Supplied data:
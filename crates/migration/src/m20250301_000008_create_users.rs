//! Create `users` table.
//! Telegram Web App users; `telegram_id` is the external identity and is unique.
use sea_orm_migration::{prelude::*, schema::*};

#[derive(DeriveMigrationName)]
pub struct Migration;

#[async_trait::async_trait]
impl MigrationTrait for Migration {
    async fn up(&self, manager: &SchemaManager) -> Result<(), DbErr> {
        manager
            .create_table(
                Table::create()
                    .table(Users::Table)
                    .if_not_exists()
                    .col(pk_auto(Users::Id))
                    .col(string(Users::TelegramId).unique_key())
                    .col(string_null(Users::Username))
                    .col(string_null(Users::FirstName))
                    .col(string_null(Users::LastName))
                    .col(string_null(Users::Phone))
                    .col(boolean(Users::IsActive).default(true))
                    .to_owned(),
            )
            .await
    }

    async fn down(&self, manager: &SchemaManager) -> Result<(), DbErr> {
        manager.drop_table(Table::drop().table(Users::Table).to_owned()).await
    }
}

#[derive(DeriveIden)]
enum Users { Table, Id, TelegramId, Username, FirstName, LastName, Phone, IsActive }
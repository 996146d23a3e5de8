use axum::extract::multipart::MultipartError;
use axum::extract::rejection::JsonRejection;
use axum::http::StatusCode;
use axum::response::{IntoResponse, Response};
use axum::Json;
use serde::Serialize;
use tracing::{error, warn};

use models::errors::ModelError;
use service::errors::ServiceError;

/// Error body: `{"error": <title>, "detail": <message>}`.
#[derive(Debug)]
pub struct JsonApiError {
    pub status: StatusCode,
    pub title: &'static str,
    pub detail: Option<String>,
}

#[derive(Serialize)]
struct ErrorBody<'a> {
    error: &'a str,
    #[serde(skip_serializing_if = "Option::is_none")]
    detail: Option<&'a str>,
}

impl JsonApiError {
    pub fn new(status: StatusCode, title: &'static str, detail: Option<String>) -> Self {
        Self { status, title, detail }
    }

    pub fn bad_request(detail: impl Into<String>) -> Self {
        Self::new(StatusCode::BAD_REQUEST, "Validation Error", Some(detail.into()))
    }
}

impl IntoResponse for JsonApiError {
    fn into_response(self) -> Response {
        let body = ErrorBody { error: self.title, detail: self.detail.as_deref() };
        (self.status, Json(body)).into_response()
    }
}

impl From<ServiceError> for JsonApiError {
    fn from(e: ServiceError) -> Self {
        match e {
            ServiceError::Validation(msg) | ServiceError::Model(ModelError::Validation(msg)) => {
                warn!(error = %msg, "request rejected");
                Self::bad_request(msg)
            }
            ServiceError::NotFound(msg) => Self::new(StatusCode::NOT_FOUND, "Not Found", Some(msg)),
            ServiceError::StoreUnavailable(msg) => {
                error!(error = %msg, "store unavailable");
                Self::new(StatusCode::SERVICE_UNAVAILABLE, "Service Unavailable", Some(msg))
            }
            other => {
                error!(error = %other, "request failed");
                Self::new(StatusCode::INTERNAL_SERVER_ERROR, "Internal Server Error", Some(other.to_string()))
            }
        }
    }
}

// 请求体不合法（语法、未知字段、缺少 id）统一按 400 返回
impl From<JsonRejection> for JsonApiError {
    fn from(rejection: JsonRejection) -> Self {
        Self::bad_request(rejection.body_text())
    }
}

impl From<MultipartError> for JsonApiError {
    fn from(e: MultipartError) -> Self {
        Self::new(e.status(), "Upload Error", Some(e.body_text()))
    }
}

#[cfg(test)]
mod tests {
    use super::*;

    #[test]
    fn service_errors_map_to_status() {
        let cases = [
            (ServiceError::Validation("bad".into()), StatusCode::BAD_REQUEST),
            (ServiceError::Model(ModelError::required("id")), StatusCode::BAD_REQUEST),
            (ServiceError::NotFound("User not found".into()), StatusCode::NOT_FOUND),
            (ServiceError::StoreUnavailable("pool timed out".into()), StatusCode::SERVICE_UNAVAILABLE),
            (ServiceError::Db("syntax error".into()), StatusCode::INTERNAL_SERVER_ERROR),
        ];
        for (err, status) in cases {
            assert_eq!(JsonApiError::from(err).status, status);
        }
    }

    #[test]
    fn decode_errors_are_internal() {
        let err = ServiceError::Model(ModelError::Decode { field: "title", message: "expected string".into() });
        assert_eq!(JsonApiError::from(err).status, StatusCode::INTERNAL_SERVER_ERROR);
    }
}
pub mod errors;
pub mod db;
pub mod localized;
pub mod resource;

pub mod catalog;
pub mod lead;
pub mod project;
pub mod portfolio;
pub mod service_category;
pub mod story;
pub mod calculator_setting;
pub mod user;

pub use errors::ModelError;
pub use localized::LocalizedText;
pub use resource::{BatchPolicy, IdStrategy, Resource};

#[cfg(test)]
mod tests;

Your goal: The answer must be a single number: the count of lines in the data that contain the word "localized".

Result of this task: 2